■ **Data**

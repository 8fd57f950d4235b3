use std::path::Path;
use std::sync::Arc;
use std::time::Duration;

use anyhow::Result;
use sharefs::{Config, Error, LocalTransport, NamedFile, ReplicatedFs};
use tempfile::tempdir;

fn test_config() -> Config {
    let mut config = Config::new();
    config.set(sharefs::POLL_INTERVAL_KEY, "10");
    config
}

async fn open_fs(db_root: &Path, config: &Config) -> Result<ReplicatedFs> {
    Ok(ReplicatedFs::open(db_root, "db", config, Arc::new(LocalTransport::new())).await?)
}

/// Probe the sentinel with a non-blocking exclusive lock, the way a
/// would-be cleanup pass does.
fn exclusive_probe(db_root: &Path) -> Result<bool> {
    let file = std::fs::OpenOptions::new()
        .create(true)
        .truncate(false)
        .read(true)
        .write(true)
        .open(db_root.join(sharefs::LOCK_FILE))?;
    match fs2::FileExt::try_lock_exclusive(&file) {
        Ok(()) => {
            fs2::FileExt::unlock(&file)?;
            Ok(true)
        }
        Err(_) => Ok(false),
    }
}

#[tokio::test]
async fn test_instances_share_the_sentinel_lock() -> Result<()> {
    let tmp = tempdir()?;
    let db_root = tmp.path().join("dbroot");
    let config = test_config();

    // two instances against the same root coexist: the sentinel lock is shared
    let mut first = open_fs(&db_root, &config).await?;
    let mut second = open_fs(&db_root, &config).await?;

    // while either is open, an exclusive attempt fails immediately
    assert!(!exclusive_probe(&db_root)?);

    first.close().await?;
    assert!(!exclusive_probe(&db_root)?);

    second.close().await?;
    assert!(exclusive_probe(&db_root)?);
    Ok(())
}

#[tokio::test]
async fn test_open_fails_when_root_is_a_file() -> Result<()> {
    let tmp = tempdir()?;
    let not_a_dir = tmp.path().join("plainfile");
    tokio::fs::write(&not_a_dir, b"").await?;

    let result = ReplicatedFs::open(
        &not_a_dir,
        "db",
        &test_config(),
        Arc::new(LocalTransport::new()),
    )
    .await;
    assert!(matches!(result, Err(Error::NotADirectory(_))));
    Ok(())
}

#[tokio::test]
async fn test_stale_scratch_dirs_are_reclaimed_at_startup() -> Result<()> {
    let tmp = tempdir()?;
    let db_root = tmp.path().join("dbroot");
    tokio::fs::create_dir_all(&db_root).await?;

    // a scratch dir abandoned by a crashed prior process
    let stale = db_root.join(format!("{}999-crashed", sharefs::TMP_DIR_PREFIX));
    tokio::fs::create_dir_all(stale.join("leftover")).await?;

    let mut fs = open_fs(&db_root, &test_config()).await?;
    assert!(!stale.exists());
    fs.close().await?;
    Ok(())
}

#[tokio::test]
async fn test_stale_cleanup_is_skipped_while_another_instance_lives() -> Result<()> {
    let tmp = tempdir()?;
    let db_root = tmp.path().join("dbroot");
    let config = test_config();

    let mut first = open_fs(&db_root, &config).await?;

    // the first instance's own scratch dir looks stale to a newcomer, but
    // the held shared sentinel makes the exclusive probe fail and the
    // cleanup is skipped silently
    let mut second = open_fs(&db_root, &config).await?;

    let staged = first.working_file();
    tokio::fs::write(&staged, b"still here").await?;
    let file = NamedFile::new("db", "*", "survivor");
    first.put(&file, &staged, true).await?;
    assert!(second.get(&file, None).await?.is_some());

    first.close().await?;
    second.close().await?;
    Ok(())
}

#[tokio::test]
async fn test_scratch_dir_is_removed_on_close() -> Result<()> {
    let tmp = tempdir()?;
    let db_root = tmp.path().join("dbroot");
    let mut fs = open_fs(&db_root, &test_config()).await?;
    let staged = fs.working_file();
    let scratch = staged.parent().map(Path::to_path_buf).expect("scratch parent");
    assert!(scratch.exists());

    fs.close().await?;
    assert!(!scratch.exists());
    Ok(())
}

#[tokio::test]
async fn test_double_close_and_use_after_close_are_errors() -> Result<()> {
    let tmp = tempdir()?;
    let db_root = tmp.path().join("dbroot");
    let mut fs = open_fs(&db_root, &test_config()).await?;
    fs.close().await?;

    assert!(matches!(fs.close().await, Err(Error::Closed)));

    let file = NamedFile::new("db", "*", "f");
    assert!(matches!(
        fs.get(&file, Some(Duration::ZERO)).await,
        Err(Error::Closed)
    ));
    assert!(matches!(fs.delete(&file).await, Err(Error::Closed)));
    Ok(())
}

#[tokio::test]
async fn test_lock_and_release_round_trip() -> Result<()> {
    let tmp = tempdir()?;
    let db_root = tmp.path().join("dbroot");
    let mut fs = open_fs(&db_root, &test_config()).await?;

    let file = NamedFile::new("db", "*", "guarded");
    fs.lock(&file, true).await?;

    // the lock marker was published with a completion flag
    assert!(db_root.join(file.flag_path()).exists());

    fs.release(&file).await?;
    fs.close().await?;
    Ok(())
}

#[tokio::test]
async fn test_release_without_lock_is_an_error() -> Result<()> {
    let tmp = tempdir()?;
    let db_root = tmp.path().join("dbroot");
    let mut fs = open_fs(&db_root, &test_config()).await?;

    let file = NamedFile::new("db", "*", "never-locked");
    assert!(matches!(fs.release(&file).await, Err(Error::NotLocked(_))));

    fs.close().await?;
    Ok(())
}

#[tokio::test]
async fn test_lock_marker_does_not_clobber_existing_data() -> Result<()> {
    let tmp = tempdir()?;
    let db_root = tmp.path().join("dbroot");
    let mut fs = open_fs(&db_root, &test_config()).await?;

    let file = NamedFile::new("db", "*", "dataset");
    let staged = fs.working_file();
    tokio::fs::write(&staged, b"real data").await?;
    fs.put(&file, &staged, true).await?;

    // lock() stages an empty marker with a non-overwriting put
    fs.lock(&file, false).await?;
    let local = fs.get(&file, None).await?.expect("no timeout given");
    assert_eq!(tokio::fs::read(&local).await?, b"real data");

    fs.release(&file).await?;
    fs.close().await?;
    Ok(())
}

■ **About this exercise**
Now copy each line of the entries that mentions "write".

■ **Your response**
        .write(true)
    tokio::fs::write(&not_a_dir, b"").await?;
    tokio::fs::write(&staged, b"still here").await?;
    tokio::fs::write(&staged, b"real data").await?;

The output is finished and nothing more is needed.